• Input for this task:
━━━━━━━━━━━━━━━━━━━━
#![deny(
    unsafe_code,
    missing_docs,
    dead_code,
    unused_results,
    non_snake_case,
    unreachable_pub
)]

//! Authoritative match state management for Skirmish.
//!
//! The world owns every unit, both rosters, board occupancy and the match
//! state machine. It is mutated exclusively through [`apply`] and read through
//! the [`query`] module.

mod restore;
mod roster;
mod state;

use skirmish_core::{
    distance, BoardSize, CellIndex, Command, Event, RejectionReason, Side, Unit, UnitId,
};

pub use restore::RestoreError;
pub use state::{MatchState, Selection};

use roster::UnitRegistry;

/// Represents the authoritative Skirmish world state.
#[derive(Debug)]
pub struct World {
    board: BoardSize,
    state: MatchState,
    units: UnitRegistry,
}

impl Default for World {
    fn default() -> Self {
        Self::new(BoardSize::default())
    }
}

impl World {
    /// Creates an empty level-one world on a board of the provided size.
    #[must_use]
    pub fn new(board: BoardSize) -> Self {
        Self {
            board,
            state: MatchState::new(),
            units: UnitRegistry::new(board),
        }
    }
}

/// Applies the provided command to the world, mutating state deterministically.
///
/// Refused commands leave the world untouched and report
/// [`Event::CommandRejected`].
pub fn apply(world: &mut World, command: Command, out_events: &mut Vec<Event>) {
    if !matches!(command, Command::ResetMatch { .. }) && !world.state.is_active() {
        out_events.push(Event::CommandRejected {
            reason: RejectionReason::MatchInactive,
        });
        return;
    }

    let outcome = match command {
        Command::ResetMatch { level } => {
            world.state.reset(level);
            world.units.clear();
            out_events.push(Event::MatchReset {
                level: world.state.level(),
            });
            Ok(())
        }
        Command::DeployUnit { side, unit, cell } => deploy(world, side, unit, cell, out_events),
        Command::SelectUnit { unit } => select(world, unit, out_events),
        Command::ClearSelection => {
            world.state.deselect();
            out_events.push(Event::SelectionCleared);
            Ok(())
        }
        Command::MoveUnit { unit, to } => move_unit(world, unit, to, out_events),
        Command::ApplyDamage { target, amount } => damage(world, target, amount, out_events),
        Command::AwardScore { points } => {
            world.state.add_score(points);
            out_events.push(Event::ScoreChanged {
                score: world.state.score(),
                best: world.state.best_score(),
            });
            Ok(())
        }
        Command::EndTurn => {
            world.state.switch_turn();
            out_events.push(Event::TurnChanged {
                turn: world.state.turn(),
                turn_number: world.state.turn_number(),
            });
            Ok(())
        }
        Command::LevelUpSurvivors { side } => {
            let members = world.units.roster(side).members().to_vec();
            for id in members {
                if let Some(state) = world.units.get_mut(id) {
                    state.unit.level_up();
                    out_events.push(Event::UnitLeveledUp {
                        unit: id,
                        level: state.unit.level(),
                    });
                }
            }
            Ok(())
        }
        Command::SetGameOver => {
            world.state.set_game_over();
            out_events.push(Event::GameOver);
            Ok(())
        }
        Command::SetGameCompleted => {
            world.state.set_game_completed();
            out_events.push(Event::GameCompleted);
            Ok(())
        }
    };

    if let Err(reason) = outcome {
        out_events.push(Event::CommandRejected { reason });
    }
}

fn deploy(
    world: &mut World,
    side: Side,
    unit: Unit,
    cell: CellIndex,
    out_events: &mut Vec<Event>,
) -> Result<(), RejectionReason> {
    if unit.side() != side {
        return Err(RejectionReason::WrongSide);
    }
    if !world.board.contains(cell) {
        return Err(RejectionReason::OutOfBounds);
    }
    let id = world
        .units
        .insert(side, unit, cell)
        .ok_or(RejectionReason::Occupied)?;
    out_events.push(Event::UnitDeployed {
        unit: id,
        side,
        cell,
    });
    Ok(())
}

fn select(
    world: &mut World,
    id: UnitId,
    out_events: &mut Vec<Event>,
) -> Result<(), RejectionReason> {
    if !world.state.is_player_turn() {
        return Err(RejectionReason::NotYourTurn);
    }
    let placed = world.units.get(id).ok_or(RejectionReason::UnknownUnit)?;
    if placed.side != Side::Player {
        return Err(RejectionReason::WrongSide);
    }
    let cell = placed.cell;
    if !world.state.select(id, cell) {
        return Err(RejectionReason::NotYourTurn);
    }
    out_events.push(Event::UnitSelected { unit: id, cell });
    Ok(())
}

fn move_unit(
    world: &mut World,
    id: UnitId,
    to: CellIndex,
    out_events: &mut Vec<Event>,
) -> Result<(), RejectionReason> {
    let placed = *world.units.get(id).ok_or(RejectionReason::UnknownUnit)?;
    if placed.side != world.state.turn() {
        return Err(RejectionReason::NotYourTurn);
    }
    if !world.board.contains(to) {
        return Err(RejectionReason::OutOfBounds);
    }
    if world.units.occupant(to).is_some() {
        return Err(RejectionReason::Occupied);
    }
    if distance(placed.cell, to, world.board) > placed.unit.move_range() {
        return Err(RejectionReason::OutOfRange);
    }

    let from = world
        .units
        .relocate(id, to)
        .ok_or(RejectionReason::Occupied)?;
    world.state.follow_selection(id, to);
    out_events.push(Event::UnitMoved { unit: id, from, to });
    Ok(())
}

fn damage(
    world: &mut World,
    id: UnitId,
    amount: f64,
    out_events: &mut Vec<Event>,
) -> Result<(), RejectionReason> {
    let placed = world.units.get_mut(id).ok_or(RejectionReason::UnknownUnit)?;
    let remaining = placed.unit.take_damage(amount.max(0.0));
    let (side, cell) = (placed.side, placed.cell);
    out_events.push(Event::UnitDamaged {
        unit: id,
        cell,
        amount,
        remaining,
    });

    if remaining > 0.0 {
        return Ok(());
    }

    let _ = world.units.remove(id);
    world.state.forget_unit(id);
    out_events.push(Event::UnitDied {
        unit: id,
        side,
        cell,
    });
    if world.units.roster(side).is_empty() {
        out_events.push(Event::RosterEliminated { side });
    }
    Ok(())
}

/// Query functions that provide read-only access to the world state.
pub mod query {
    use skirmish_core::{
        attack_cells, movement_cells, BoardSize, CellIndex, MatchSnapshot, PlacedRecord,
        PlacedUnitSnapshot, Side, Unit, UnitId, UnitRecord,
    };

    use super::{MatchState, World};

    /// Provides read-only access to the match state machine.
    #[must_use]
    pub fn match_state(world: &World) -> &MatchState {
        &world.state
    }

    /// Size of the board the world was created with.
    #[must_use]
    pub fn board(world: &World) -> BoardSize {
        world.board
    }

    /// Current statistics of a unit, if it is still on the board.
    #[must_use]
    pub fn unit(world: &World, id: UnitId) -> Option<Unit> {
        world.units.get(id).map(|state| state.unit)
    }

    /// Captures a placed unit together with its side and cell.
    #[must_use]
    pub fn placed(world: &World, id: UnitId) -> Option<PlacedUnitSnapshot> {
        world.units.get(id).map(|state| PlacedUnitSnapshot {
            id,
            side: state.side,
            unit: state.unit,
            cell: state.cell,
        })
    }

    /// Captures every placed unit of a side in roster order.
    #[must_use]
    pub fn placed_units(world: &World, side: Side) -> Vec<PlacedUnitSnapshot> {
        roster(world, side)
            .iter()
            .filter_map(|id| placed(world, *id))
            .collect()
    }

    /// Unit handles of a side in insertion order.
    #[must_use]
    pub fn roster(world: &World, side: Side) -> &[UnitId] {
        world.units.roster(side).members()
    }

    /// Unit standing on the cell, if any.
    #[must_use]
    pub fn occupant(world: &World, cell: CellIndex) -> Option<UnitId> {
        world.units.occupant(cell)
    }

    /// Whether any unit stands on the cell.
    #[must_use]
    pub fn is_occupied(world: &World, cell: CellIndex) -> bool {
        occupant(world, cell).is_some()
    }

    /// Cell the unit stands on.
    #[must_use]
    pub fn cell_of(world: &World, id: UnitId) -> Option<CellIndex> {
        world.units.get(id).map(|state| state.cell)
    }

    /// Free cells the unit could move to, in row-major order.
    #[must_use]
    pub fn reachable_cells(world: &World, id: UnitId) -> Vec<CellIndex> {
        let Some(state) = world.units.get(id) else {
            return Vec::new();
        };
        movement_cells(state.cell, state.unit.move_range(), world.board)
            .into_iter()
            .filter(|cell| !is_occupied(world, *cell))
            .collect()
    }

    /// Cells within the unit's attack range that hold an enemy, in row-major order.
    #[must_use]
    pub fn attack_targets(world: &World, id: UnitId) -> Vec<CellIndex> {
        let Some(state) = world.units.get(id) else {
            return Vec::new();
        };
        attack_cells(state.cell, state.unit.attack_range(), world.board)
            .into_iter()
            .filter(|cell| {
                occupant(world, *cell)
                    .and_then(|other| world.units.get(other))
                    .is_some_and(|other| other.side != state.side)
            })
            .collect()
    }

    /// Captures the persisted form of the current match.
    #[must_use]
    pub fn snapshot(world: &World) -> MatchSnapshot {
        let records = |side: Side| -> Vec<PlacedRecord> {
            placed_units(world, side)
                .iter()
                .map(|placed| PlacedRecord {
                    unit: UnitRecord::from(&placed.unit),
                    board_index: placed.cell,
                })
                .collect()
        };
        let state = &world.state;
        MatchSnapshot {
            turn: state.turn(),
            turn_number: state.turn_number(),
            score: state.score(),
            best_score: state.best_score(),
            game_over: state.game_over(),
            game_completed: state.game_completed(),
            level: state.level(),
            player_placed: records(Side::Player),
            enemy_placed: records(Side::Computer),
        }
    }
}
━━━━━━━━━━━━━━━━━━━━
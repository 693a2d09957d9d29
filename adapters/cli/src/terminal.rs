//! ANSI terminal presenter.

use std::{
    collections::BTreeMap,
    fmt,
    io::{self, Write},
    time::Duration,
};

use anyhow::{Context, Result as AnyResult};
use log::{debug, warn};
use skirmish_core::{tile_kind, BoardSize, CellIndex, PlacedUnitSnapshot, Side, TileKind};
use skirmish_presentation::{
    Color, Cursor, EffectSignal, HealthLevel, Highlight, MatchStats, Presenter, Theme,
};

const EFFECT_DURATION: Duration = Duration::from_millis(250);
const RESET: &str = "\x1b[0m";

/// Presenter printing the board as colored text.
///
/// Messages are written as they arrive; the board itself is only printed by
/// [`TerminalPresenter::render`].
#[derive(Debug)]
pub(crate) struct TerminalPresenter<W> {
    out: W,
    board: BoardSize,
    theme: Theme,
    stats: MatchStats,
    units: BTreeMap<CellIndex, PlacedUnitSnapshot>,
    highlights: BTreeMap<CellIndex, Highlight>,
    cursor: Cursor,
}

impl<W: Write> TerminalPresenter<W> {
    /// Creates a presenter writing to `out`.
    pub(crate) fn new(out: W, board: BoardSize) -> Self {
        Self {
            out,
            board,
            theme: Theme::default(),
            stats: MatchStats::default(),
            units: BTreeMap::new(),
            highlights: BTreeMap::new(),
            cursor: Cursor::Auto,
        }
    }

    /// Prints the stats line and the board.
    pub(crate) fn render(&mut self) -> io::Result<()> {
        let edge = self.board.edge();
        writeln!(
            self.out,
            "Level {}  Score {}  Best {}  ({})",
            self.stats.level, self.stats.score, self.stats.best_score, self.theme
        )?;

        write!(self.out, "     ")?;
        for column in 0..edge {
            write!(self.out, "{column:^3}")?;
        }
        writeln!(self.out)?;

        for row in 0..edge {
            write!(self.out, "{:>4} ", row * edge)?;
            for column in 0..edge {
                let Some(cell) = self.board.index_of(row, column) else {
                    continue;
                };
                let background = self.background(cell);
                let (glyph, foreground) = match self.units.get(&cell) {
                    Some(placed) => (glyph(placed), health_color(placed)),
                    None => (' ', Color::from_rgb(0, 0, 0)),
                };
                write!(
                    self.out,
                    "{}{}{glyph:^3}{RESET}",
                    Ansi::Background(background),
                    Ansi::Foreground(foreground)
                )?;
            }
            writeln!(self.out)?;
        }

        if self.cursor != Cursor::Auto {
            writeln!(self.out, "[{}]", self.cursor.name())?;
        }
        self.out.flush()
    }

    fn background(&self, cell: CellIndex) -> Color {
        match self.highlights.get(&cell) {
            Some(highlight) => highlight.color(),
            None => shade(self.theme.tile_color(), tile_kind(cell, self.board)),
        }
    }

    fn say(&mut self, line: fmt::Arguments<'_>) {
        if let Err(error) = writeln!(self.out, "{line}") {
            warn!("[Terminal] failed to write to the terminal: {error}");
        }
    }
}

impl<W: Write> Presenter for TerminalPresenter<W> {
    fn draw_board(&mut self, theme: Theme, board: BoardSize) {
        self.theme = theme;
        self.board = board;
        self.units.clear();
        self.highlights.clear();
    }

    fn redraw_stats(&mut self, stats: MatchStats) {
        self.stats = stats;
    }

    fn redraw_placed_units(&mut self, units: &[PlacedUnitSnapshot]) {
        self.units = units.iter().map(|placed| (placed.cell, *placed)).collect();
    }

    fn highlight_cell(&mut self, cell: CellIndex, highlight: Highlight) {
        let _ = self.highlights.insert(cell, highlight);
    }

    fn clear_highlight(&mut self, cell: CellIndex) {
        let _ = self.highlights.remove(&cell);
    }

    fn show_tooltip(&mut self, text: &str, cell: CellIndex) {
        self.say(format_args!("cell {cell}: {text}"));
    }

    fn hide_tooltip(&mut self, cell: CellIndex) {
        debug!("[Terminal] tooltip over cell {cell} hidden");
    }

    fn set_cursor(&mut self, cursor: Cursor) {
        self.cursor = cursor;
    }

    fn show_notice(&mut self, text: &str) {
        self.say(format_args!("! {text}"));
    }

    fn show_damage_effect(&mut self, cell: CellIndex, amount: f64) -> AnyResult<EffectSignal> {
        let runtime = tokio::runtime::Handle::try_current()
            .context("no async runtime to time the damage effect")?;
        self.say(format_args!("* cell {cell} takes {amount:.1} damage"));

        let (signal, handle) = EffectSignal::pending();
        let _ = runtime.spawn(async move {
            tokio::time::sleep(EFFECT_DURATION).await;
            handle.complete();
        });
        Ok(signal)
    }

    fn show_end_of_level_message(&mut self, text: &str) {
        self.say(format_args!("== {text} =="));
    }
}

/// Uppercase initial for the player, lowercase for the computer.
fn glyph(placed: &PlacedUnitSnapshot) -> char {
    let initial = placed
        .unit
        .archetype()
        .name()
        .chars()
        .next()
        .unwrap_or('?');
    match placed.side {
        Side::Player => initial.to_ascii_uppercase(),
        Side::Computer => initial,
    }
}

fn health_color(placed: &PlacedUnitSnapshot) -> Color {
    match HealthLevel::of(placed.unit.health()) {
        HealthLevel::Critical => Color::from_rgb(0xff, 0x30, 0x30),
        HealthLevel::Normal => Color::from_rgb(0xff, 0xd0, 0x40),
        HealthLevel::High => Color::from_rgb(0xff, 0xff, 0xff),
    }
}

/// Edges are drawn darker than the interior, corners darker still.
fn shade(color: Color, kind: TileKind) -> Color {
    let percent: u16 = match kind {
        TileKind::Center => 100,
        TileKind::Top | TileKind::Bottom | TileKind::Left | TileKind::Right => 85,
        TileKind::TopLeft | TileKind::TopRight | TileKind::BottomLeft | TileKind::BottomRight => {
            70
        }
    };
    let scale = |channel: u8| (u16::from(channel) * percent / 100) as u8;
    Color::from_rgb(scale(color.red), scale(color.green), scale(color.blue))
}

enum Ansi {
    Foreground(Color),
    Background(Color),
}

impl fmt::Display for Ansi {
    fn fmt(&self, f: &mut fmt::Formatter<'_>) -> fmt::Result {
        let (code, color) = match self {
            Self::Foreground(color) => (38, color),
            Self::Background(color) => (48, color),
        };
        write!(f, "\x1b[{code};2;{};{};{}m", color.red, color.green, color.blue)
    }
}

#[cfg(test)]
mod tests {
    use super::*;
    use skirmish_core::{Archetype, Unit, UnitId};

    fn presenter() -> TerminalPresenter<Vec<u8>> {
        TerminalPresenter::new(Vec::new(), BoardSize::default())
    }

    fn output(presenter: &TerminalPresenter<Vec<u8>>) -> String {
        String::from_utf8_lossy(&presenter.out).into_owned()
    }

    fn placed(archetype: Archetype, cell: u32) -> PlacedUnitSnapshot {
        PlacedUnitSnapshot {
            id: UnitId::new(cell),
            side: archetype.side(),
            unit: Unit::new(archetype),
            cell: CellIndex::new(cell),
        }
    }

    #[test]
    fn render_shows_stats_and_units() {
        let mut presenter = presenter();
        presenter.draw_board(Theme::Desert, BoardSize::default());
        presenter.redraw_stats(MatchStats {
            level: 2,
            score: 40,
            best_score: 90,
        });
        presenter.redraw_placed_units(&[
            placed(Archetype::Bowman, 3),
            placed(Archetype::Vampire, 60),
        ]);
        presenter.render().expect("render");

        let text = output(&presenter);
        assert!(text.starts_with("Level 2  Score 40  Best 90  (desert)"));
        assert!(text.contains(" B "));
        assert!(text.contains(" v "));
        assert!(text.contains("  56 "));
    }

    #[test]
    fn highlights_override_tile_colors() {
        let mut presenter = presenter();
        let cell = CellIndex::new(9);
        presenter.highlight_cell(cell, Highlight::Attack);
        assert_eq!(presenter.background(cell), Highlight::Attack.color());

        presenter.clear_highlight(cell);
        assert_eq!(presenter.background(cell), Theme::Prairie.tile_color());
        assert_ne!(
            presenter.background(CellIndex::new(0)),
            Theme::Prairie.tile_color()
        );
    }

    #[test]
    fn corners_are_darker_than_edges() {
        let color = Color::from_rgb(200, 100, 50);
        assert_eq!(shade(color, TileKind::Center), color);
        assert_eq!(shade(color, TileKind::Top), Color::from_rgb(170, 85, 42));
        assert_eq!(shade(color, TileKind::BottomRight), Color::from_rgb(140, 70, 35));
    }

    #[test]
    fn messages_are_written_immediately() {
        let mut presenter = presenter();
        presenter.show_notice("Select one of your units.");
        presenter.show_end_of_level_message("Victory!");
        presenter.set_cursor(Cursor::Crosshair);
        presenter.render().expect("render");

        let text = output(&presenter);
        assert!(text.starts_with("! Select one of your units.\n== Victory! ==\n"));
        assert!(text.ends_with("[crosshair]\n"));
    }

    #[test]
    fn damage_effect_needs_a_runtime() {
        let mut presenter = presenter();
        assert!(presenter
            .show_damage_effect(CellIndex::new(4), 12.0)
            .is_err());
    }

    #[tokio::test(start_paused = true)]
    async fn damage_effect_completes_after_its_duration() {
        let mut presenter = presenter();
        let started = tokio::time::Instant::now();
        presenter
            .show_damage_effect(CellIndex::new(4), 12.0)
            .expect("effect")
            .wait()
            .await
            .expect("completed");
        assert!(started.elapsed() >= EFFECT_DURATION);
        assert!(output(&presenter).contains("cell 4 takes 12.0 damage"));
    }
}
━━━━━━━━━━━━━━━━━━━━
• What you need to do: Search the records above for the string "occupant". Report each line that has it.

• Worked solution:
    if world.units.occupant(to).is_some() {
    pub fn occupant(world: &World, cell: CellIndex) -> Option<UnitId> {
        world.units.occupant(cell)
        occupant(world, cell).is_some()
                occupant(world, *cell)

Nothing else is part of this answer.